Although the reddish-brown facade is elaborately rusticated and features corinthian columns arranged in a traditional Neoclassical mode, the whole design was inspired by the 17th-century French Baroque messuages. Other eclectic influences are visible in the Renaissance details of exterior ornamentation, and the interior decoration, with each room designed in a different historic style. The palace is now painted white.

== State Council ==
The Mariinsky Palace returned to Imperial ownership in 1884, where it remained until 1917. During that period, the palace housed the State Council, Imperial Chancellery, and Committee of Ministers, which after 1905 became the Council of Ministers. The grand hall for the sessions of the State Council was designed by Leon Benois.

On April 15, 1902, Socialist Revolutionary Party member Stepan Balmashov assassinated the Minister of Internal Affairs, Dmitry Sipyagin, while the minister was between meetings at the palace.

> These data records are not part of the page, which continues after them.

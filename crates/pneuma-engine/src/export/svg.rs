use core::f32::consts::PI;
use core::fmt::Write as _;

use crate::coords::{Rect, Vec2};
use crate::paint::Color;
use crate::scene::shapes::{AnnulusShape, ArcShape, ArrowShape, RoundedRectShape, TextShape};
use crate::scene::{DrawCmd, DrawList, Node, Shape};

/// SVG output settings.
#[derive(Debug, Clone, PartialEq)]
pub struct SvgOptions {
    /// Output pixels per scene unit.
    pub scale: f32,
    /// Blank border around the scene bounds, in scene units.
    pub margin: f32,
    /// Scene units per stroke-width unit.
    pub stroke_unit: f32,
    pub background: Option<Color>,
    pub font_family: String,
}

impl Default for SvgOptions {
    fn default() -> Self {
        Self {
            scale: 100.0,
            margin: 0.5,
            stroke_unit: 0.01,
            background: Some(crate::paint::palette::WHITE),
            font_family: "sans-serif".to_string(),
        }
    }
}

/// Renders `node` as a standalone SVG document.
///
/// Scene +Y points up; the document flips it so the picture reads the same.
pub fn to_svg(node: &Node, opts: &SvgOptions) -> String {
    let bounds = node
        .try_bounds()
        .unwrap_or(Rect::new(-1.0, -1.0, 2.0, 2.0))
        .inflated(opts.margin);
    let mut list = DrawList::from_node(node);

    let mut out = String::new();
    let _ = write!(
        out,
        r#"<svg xmlns="http://www.w3.org/2000/svg" width="{}" height="{}" viewBox="{} {} {} {}">"#,
        num(bounds.width() * opts.scale),
        num(bounds.height() * opts.scale),
        num(bounds.min().x),
        num(-bounds.max().y),
        num(bounds.width()),
        num(bounds.height()),
    );
    out.push('\n');
    if let Some(bg) = opts.background {
        let _ = writeln!(
            out,
            r#"<rect x="{}" y="{}" width="{}" height="{}" fill="{}"/>"#,
            num(bounds.min().x),
            num(-bounds.max().y),
            num(bounds.width()),
            num(bounds.height()),
            bg.to_hex(),
        );
    }
    for item in list.iter_in_paint_order() {
        write_cmd(&mut out, &item.cmd, opts);
    }
    out.push_str("</svg>\n");
    out
}

fn write_cmd(out: &mut String, cmd: &DrawCmd, opts: &SvgOptions) {
    match &cmd.shape {
        Shape::Path(p) => {
            if p.points.len() < 2 {
                return;
            }
            let mut d = String::new();
            for (i, &pt) in p.points.iter().enumerate() {
                let _ = write!(d, "{}{} ", if i == 0 { "M" } else { "L" }, pt_str(pt));
            }
            if p.closed {
                d.push('Z');
            }
            let _ = writeln!(out, r#"<path d="{}" {}/>"#, d.trim_end(), paint(cmd, p.closed, opts));
        }
        Shape::Arc(a) => {
            let _ = writeln!(out, r#"<path d="{}" {}/>"#, arc_d(a, true), paint(cmd, false, opts));
        }
        Shape::Circle(c) => {
            let _ = writeln!(
                out,
                r#"<circle cx="{}" cy="{}" r="{}" {}/>"#,
                num(c.center.x),
                num(-c.center.y),
                num(c.radius),
                paint(cmd, true, opts),
            );
        }
        Shape::Annulus(a) => {
            let _ = writeln!(
                out,
                r#"<path d="{}" fill-rule="evenodd" {}/>"#,
                annulus_d(a),
                paint(cmd, true, opts),
            );
        }
        Shape::RoundedRect(r) => write_rect(out, r, cmd, opts),
        Shape::Arrow(a) => write_arrow(out, a, cmd, opts),
        Shape::Text(t) => write_text(out, t, cmd, opts),
    }
}

fn write_rect(out: &mut String, r: &RoundedRectShape, cmd: &DrawCmd, opts: &SvgOptions) {
    let (w, h) = (r.width.abs(), r.height.abs());
    let _ = writeln!(
        out,
        r#"<rect x="{}" y="{}" width="{}" height="{}" rx="{}" transform="translate({} {}) rotate({})" {}/>"#,
        num(-w * 0.5),
        num(-h * 0.5),
        num(w),
        num(h),
        num(r.effective_radius()),
        num(r.center.x),
        num(-r.center.y),
        num(-r.rotation.to_degrees()),
        paint(cmd, true, opts),
    );
}

fn write_arrow(out: &mut String, a: &ArrowShape, cmd: &DrawCmd, opts: &SvgOptions) {
    let [tip, l, r] = a.tip();
    let shaft = a.shaft_end();
    if cmd.stroke.is_visible() {
        let _ = writeln!(
            out,
            r#"<line x1="{}" y1="{}" x2="{}" y2="{}" {}/>"#,
            num(a.start.x),
            num(-a.start.y),
            num(shaft.x),
            num(-shaft.y),
            paint(cmd, false, opts),
        );
    }
    let _ = writeln!(
        out,
        r#"<polygon points="{} {} {}" fill="{}" fill-opacity="{}" stroke="none"/>"#,
        pt_str(tip),
        pt_str(l),
        pt_str(r),
        cmd.stroke.color.to_hex(),
        num(cmd.stroke.opacity * cmd.stroke.color.a),
    );
}

fn write_text(out: &mut String, t: &TextShape, cmd: &DrawCmd, opts: &SvgOptions) {
    let _ = writeln!(
        out,
        r#"<text x="0" y="0" font-family="{}" font-size="{}" text-anchor="middle" dominant-baseline="central" transform="translate({} {}) rotate({})" fill="{}" fill-opacity="{}">{}</text>"#,
        escape(&opts.font_family),
        num(t.size),
        num(t.center.x),
        num(-t.center.y),
        num(-t.rotation.to_degrees()),
        cmd.fill.color.to_hex(),
        num(cmd.fill.opacity * cmd.fill.color.a),
        escape(&t.text),
    );
}

/// `fill`/`stroke` attributes of a command.
fn paint(cmd: &DrawCmd, fillable: bool, opts: &SvgOptions) -> String {
    let mut s = String::new();
    if fillable && cmd.fill.is_visible() {
        let _ = write!(
            s,
            r#"fill="{}" fill-opacity="{}" "#,
            cmd.fill.color.to_hex(),
            num(cmd.fill.opacity * cmd.fill.color.a)
        );
    } else {
        s.push_str(r#"fill="none" "#);
    }
    if cmd.stroke.is_visible() {
        let _ = write!(
            s,
            r#"stroke="{}" stroke-width="{}" stroke-opacity="{}" stroke-linejoin="round" stroke-linecap="round""#,
            cmd.stroke.color.to_hex(),
            num(cmd.stroke.width * opts.stroke_unit),
            num(cmd.stroke.opacity * cmd.stroke.color.a),
        );
    } else {
        s.push_str(r#"stroke="none""#);
    }
    s
}

/// Arc as SVG `A` segments, each at most half a turn.
fn arc_d(a: &ArcShape, move_to: bool) -> String {
    let mut d = String::new();
    if move_to {
        let _ = write!(d, "M{} ", pt_str(a.start()));
    }
    let chunks = (a.sweep.abs() / PI).ceil().max(1.0) as usize;
    // Scene counter-clockwise is negative-angle in the flipped document.
    let flag = if a.sweep >= 0.0 { 0 } else { 1 };
    for i in 1..=chunks {
        let p = a.point_at(i as f32 / chunks as f32);
        let _ = write!(d, "A{} {} 0 0 {} {} ", num(a.radius), num(a.radius), flag, pt_str(p));
    }
    d.trim_end().to_string()
}

fn annulus_d(a: &AnnulusShape) -> String {
    let outer = ArcShape::new(a.center, a.outer, a.start_angle, a.sweep);
    let inner = ArcShape::new(a.center, a.inner, a.start_angle + a.sweep, -a.sweep);
    if a.is_full() {
        format!("{} Z {} Z", arc_d(&outer, true), arc_d(&inner, true))
    } else {
        format!("{} L{} {} Z", arc_d(&outer, true), pt_str(inner.start()), arc_d(&inner, false))
    }
}

fn pt_str(p: Vec2) -> String {
    format!("{} {}", num(p.x), num(-p.y))
}

/// Fixed precision without trailing zeros.
fn num(v: f32) -> String {
    let s = format!("{v:.4}");
    let s = s.trim_end_matches('0').trim_end_matches('.');
    match s {
        "-0" | "" => "0".to_string(),
        s => s.to_string(),
    }
}

fn escape(s: &str) -> String {
    let mut out = String::with_capacity(s.len());
    for ch in s.chars() {
        match ch {
            '&' => out.push_str("&amp;"),
            '<' => out.push_str("&lt;"),
            '>' => out.push_str("&gt;"),
            '"' => out.push_str("&quot;"),
            c => out.push(c),
        }
    }
    out
}

#[cfg(test)]
mod tests {
    use super::*;
    use crate::paint::palette;
    use crate::scene::ZIndex;

    #[test]
    fn numbers_are_trimmed() {
        assert_eq!(num(1.5), "1.5");
        assert_eq!(num(2.0), "2");
        assert_eq!(num(-0.00001), "0");
    }

    #[test]
    fn y_axis_is_flipped() {
        let svg = to_svg(&Node::circle(Vec2::new(1.0, 2.0), 0.5), &SvgOptions::default());
        assert!(svg.contains(r#"cx="1" cy="-2" r="0.5""#));
    }

    #[test]
    fn paint_order_follows_z() {
        let node = Node::group(vec![
            Node::circle(Vec2::ORIGIN, 1.0).stroke_color(palette::RED_C).z(ZIndex::FRONT),
            Node::circle(Vec2::ORIGIN, 1.0).stroke_color(palette::BLUE_E),
        ]);
        let svg = to_svg(&node, &SvgOptions::default());
        let red = svg.find(&palette::RED_C.to_hex()).unwrap();
        let blue = svg.find(&palette::BLUE_E.to_hex()).unwrap();
        assert!(blue < red);
    }

    #[test]
    fn text_is_escaped() {
        let svg = to_svg(&Node::text("a<b", Vec2::ORIGIN, 0.3), &SvgOptions::default());
        assert!(svg.contains("a&lt;b"));
    }

    #[test]
    fn full_turn_arc_is_split() {
        let d = arc_d(&ArcShape::new(Vec2::ORIGIN, 1.0, 0.0, 2.0 * PI), true);
        assert_eq!(d.matches('A').count(), 2);
    }

    #[test]
    fn unfilled_shapes_have_no_fill() {
        let svg = to_svg(&Node::line(Vec2::ORIGIN, Vec2::RIGHT), &SvgOptions { background: None, ..Default::default() });
        assert!(svg.contains(r#"fill="none""#));
        assert!(svg.contains(r#"stroke-width="0.04""#));
    }
}
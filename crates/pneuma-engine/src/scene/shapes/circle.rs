use core::f32::consts::TAU;

use serde::{Deserialize, Serialize};

use crate::coords::{Affine, Rect, Vec2};

use super::{flatten_arc, PathShape, Shape};

#[derive(Debug, Copy, Clone, PartialEq, Serialize, Deserialize)]
pub struct CircleShape {
    pub center: Vec2,
    pub radius: f32,
}

impl CircleShape {
    #[inline]
    pub fn new(center: Vec2, radius: f32) -> Self {
        Self { center, radius }
    }

    pub fn bounds(&self) -> Rect {
        Rect::from_center_size(self.center, 2.0 * self.radius, 2.0 * self.radius)
    }

    /// Closed polygon; the duplicate closing vertex is dropped.
    pub fn outline(&self, tolerance: f32) -> Vec<Vec2> {
        let mut pts = flatten_arc(self.center, self.radius, 0.0, TAU, tolerance);
        pts.pop();
        pts
    }

    pub fn transformed(&self, t: &Affine) -> Shape {
        match t.as_similarity() {
            Some(sim) => Shape::Circle(CircleShape {
                center: t.apply(self.center),
                radius: self.radius * sim.scale,
            }),
            None => Shape::Path(PathShape::closed(self.outline(super::DEFAULT_TOLERANCE)).transformed(t)),
        }
    }
}
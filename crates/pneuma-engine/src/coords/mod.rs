//! Coordinate and geometry types shared by shapes, components and exporters.
//!
//! Canonical scene space:
//! - abstract scene units (a valve chamber of height 2 is two units tall)
//! - origin at the scene centre
//! - +X right, +Y up
//!
//! Exporters flip Y when targeting top-left-origin formats such as SVG.

mod affine;
mod rect;
mod vec2;

pub use affine::{Affine, Similarity};
pub use rect::Rect;
pub use vec2::Vec2;
use std::fmt;

/// An unrecognised component keyword (actuator kind, centre configuration…).
#[derive(Debug, Clone, PartialEq)]
pub struct ParseError(pub String);

impl ParseError {
    pub(crate) fn new(msg: impl Into<String>) -> Self {
        Self(msg.into())
    }
}

impl fmt::Display for ParseError {
    fn fmt(&self, f: &mut fmt::Formatter<'_>) -> fmt::Result {
        write!(f, "component parse error: {}", self.0)
    }
}

impl std::error::Error for ParseError {}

In 1904, painter Ilya Repin completed Ceremonial Sitting of the State Council on 7 May 1901. The painting was commissioned as a commemoration of the State Council's centenary. The canvas is 4 × 8.77 m, and features 81 historical figures, including Nicholas II. Repin recorded in his journal the painting was on display at the Winter Palace for some time before its installation at Mariinsky Palace.

== Government use ==
The Russian Provisional Government took full possession of the palace in March 1917, and gave it over to the Provisional Council soon after. Following the October Revolution, the palace housed various Soviet ministries and academies. During the war with Germany, the palace was converted to a hospital, and was subject to intense bombing.

After the war, the palace became the residence of the Petrograd Soviet. During the 1991 coup attempt, the Emergency Committee used the palace as a base of operations. Barricades and heavy fortifications were constructed along the palace's perimeter, which remained for some time after the coup was suppressed.

The palace has been the site of the Legislative Assembly of Saint Petersburg since 1994.